Stored data:
* * * * * * *

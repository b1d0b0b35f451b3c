use std::fmt;

use crate::metadata::{AUTHORIZATION_KEY, ID_KEY, Metadata};
use crate::secret::Secret;

/// Identity and authorization data of a caller.
///
/// A record is parsed once from the inbound metadata of a call and is then
/// read-only. Forwarding produces a copy via
/// [`with_allow_insecure`](Self::with_allow_insecure) rather than mutating it.
///
/// `scheme` and `value` form the authentication pair. A record where either
/// half is empty carries no credentials.
///
/// # Examples
///
/// ```
/// use rpc_metadata::CredentialRecord;
///
/// let record = CredentialRecord::new("alice", "Bearer", "abc123");
/// assert!(record.is_authenticated());
/// assert!(!record.allow_insecure());
///
/// // The credential value never shows up in debug output
/// assert!(!format!("{:?}", record).contains("abc123"));
/// ```
#[derive(Clone, Default, PartialEq, Eq)]
pub struct CredentialRecord {
    identity: String,
    scheme: String,
    value: Secret<String>,
    allow_insecure: bool,
}

impl CredentialRecord {
    /// Creates a record that forbids insecure transport.
    pub fn new(
        identity: impl Into<String>,
        scheme: impl Into<String>,
        value: impl Into<String>,
    ) -> Self {
        Self {
            identity: identity.into(),
            scheme: scheme.into(),
            value: Secret::new(value.into()),
            allow_insecure: false,
        }
    }

    /// Parses a record from inbound call metadata.
    ///
    /// Reads the first `id` value as the identity and splits the first
    /// `authorization` value at its first space into scheme and value.
    /// Missing headers leave the corresponding fields empty.
    pub fn from_metadata(md: &Metadata) -> Self {
        let identity = md.get(ID_KEY).unwrap_or_default();
        let (scheme, value) = md
            .get(AUTHORIZATION_KEY)
            .map(split_authorization)
            .unwrap_or_default();
        Self::new(identity, scheme, value)
    }

    /// Returns a copy with the transport-security flag overridden.
    pub fn with_allow_insecure(&self, allow_insecure: bool) -> Self {
        Self {
            allow_insecure,
            ..self.clone()
        }
    }

    /// Returns the caller identity, possibly empty.
    pub fn identity(&self) -> &str {
        &self.identity
    }

    /// Returns the authentication scheme, possibly empty.
    pub fn scheme(&self) -> &str {
        &self.scheme
    }

    /// Returns the credential payload.
    pub fn value(&self) -> &Secret<String> {
        &self.value
    }

    /// Whether this record may be sent over an unencrypted channel.
    pub fn allow_insecure(&self) -> bool {
        self.allow_insecure
    }

    /// Returns `true` when both halves of the authentication pair are set.
    pub fn is_authenticated(&self) -> bool {
        !self.scheme.is_empty() && !self.value.expose_secret().is_empty()
    }
}

impl fmt::Debug for CredentialRecord {
    fn fmt(&self, f: &mut fmt::Formatter<'_>) -> fmt::Result {
        f.debug_struct("CredentialRecord")
            .field("identity", &self.identity)
            .field("scheme", &self.scheme)
            .field("value", &self.value)
            .field("allow_insecure", &self.allow_insecure)
            .finish()
    }
}

fn split_authorization(header: &str) -> (&str, &str) {
    match header.split_once(' ') {
        Some((scheme, value)) => (scheme, value.trim_start_matches(' ')),
        None => (header, ""),
    }
}

#[cfg(test)]
mod tests {
    use super::*;

    #[test]
    fn parses_authorization_and_id() {
        let md = Metadata::new()
            .with("id", "alice")
            .with("authorization", "Bearer abc123");

        let record = CredentialRecord::from_metadata(&md);

        assert_eq!(record.identity(), "alice");
        assert_eq!(record.scheme(), "Bearer");
        assert_eq!(record.value().expose_secret(), "abc123");
        assert!(record.is_authenticated());
        assert!(!record.allow_insecure());
    }

    #[test]
    fn empty_metadata_yields_empty_record() {
        let record = CredentialRecord::from_metadata(&Metadata::new());
        assert_eq!(record, CredentialRecord::default());
        assert!(!record.is_authenticated());
    }

    #[test]
    fn scheme_without_value_is_not_authenticated() {
        let md = Metadata::new().with("authorization", "Bearer");
        let record = CredentialRecord::from_metadata(&md);

        assert_eq!(record.scheme(), "Bearer");
        assert!(record.value().expose_secret().is_empty());
        assert!(!record.is_authenticated());
    }

    #[test]
    fn value_without_scheme_is_not_authenticated() {
        let record = CredentialRecord::new("", "", "abc");
        assert!(!record.is_authenticated());
    }

    #[test]
    fn value_keeps_inner_spaces() {
        let md = Metadata::new().with("authorization", "Key  a b");
        let record = CredentialRecord::from_metadata(&md);

        assert_eq!(record.scheme(), "Key");
        assert_eq!(record.value().expose_secret(), "a b");
    }

    #[test]
    fn override_copies_without_mutating() {
        let original = CredentialRecord::new("alice", "Bearer", "abc");
        let copy = original.with_allow_insecure(true);

        assert!(copy.allow_insecure());
        assert!(!original.allow_insecure());
        assert_eq!(copy.identity(), original.identity());
        assert_eq!(copy.value(), original.value());
    }

    #[test]
    fn debug_redacts_value() {
        let record = CredentialRecord::new("alice", "Bearer", "hunter2");
        let out = format!("{:?}", record);

        assert!(out.contains("alice"));
        assert!(out.contains("[REDACTED]"));
        assert!(!out.contains("hunter2"));
    }
}
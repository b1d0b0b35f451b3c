//! Per-call credential and request-id forwarding across RPC boundaries.
//!
//! This crate turns the metadata of an inbound call into metadata for the
//! calls a handler makes while serving it:
//! - **Credential supply**: a [`CredentialRecord`] materializes `id` and
//!   `authorization` headers at send time through [`PerCallCredentials`]
//! - **Auth forwarding**: [`forward_auth`] copies the inbound credentials onto
//!   an outgoing call, with an explicit transport-security override
//! - **Request-id forwarding**: [`forward_request_id`] propagates
//!   `x-request-id` to the outbound metadata
//!
//! Everything works on an explicit, immutable [`CallContext`]. There is no
//! ambient or thread-local state, and nothing here validates credentials.
//!
//! # Examples
//!
//! ```
//! use rpc_metadata::{
//!     CallContext, ChannelSecurity, Metadata, OutgoingCall, forward_auth, forward_request_id,
//! };
//!
//! // Metadata received with the inbound call
//! let inbound = Metadata::new()
//!     .with("id", "alice")
//!     .with("authorization", "Bearer abc123")
//!     .with("x-request-id", "req-42");
//!
//! let ctx = forward_request_id(CallContext::incoming(inbound));
//! let auth = forward_auth(&ctx, false).expect("inbound call is authenticated");
//!
//! let headers = OutgoingCall::new(&ctx)
//!     .with_option(auth)
//!     .headers(ChannelSecurity::Secure)
//!     .expect("secure channel");
//!
//! assert_eq!(headers.get("authorization"), Some("Bearer abc123"));
//! assert_eq!(headers.get("id"), Some("alice"));
//! assert_eq!(headers.get("x-request-id"), Some("req-42"));
//! ```

#![forbid(unsafe_code)]
#![warn(missing_docs)]

mod config;
mod context;
mod credentials;
mod error;
mod forward;
mod metadata;
mod secret;
mod supplier;
mod transport;

pub use config::{ForwardConfig, RequestIdJoin};
pub use context::CallContext;
pub use credentials::CredentialRecord;
pub use error::{Error, ErrorKind};
pub use forward::{Forwarder, forward_auth, forward_request_id};
pub use metadata::{AUTHORIZATION_KEY, ID_KEY, Metadata, REQUEST_ID_KEY};
pub use secret::Secret;
pub use supplier::{CallOption, PerCallCredentials};
pub use transport::{ChannelSecurity, OutgoingCall};
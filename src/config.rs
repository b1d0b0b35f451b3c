/// How forwarded request ids are merged into existing outbound values.
#[derive(Debug, Clone, Copy, Default, PartialEq, Eq)]
pub enum RequestIdJoin {
    /// Append every inbound value, even if the outbound store already has it.
    #[default]
    Append,
    /// Append only inbound values not already present in the outbound store.
    Dedup,
}

/// Settings for a [`Forwarder`](crate::Forwarder).
///
/// Defaults forbid sending forwarded credentials over insecure channels and
/// append request ids.
///
/// # Examples
///
/// ```
/// use rpc_metadata::{ForwardConfig, RequestIdJoin};
///
/// let config = ForwardConfig::default()
///     .with_allow_insecure(true)
///     .with_request_id_join(RequestIdJoin::Dedup);
///
/// assert!(config.allow_insecure());
/// assert_eq!(config.request_id_join(), RequestIdJoin::Dedup);
/// ```
#[derive(Debug, Clone, Copy, Default, PartialEq, Eq)]
pub struct ForwardConfig {
    allow_insecure: bool,
    request_id_join: RequestIdJoin,
}

impl ForwardConfig {
    /// Sets whether forwarded credentials may travel over insecure channels.
    pub fn with_allow_insecure(mut self, allow_insecure: bool) -> Self {
        self.allow_insecure = allow_insecure;
        self
    }

    /// Sets the request-id join policy.
    pub fn with_request_id_join(mut self, join: RequestIdJoin) -> Self {
        self.request_id_join = join;
        self
    }

    /// Whether forwarded credentials may travel over insecure channels.
    pub fn allow_insecure(&self) -> bool {
        self.allow_insecure
    }

    /// The request-id join policy.
    pub fn request_id_join(&self) -> RequestIdJoin {
        self.request_id_join
    }
}

#[cfg(test)]
mod tests {
    use super::*;

    #[test]
    fn defaults_are_strict() {
        let config = ForwardConfig::default();
        assert!(!config.allow_insecure());
        assert_eq!(config.request_id_join(), RequestIdJoin::Append);
    }
}
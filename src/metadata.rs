//! Multi-valued call metadata.
//!
//! [`Metadata`] maps a header name to one or more values. Keys are stored in
//! ASCII lowercase, the way they travel on an HTTP/2 based RPC wire, so
//! `"X-Request-ID"` and `"x-request-id"` name the same entry.
//!
//! Merging two stores is done with [`Metadata::join`], which appends values
//! per key instead of overwriting them.

use std::collections::BTreeMap;

/// Header carrying the caller identity.
pub const ID_KEY: &str = "id";

/// Header carrying `"<scheme> <value>"`.
pub const AUTHORIZATION_KEY: &str = "authorization";

/// Header carrying the request-correlation identifier.
pub const REQUEST_ID_KEY: &str = "x-request-id";

/// A mapping from lowercase header name to one or more string values.
///
/// # Examples
///
/// ```
/// use rpc_metadata::Metadata;
///
/// let md = Metadata::new()
///     .with("X-Request-ID", "req-1")
///     .with("x-request-id", "req-2");
///
/// assert_eq!(md.get("x-request-id"), Some("req-1"));
/// assert_eq!(md.get_all("X-REQUEST-ID"), ["req-1", "req-2"]);
/// ```
#[derive(Debug, Clone, Default, PartialEq, Eq)]
pub struct Metadata {
    entries: BTreeMap<String, Vec<String>>,
}

impl Metadata {
    /// Creates an empty store.
    pub fn new() -> Self {
        Self::default()
    }

    /// Returns the first value for `key`.
    pub fn get(&self, key: &str) -> Option<&str> {
        self.entries
            .get(&normalize(key))
            .and_then(|values| values.first())
            .map(String::as_str)
    }

    /// Returns every value for `key`, in insertion order.
    pub fn get_all(&self, key: &str) -> &[String] {
        self.entries
            .get(&normalize(key))
            .map(Vec::as_slice)
            .unwrap_or(&[])
    }

    /// Returns `true` if `key` holds at least one value.
    pub fn contains_key(&self, key: &str) -> bool {
        !self.get_all(key).is_empty()
    }

    /// Replaces all values for `key` with a single value.
    pub fn set(&mut self, key: &str, value: impl Into<String>) {
        self.entries.insert(normalize(key), vec![value.into()]);
    }

    /// Adds a value for `key`, keeping the existing ones.
    pub fn append(&mut self, key: &str, value: impl Into<String>) {
        self.entries
            .entry(normalize(key))
            .or_default()
            .push(value.into());
    }

    /// Builder form of [`append`](Self::append).
    pub fn with(mut self, key: &str, value: impl Into<String>) -> Self {
        self.append(key, value);
        self
    }

    /// Returns a new store holding the union of `self` and `other`.
    ///
    /// For keys present in both, the values of `self` come first followed by
    /// those of `other`. Nothing is deduplicated.
    pub fn join(&self, other: &Metadata) -> Metadata {
        let mut joined = self.clone();
        for (key, values) in &other.entries {
            joined
                .entries
                .entry(key.clone())
                .or_default()
                .extend(values.iter().cloned());
        }
        joined
    }

    /// Number of distinct keys.
    pub fn len(&self) -> usize {
        self.entries.len()
    }

    /// Returns `true` if the store has no keys.
    pub fn is_empty(&self) -> bool {
        self.entries.is_empty()
    }

    /// Iterates over `(key, values)` pairs in key order.
    pub fn iter(&self) -> impl Iterator<Item = (&str, &[String])> {
        self.entries
            .iter()
            .map(|(key, values)| (key.as_str(), values.as_slice()))
    }
}

impl<K, V> FromIterator<(K, V)> for Metadata
where
    K: AsRef<str>,
    V: Into<String>,
{
    fn from_iter<I: IntoIterator<Item = (K, V)>>(iter: I) -> Self {
        let mut md = Metadata::new();
        for (key, value) in iter {
            md.append(key.as_ref(), value);
        }
        md
    }
}

fn normalize(key: &str) -> String {
    key.to_ascii_lowercase()
}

* * * * * * *

§ **REQUIRED WORK**:
Taking the records from the top, repeat each line exactly until you have repeated the line that contains "and is then".

§ **ANSWER TO THIS EXERCISE**:
repository b1d0b0b35f451b3c
use std::fmt;

use crate::metadata::{AUTHORIZATION_KEY, ID_KEY, Metadata};
use crate::secret::Secret;

/// Identity and authorization data of a caller.
///
/// A record is parsed once from the inbound metadata of a call and is then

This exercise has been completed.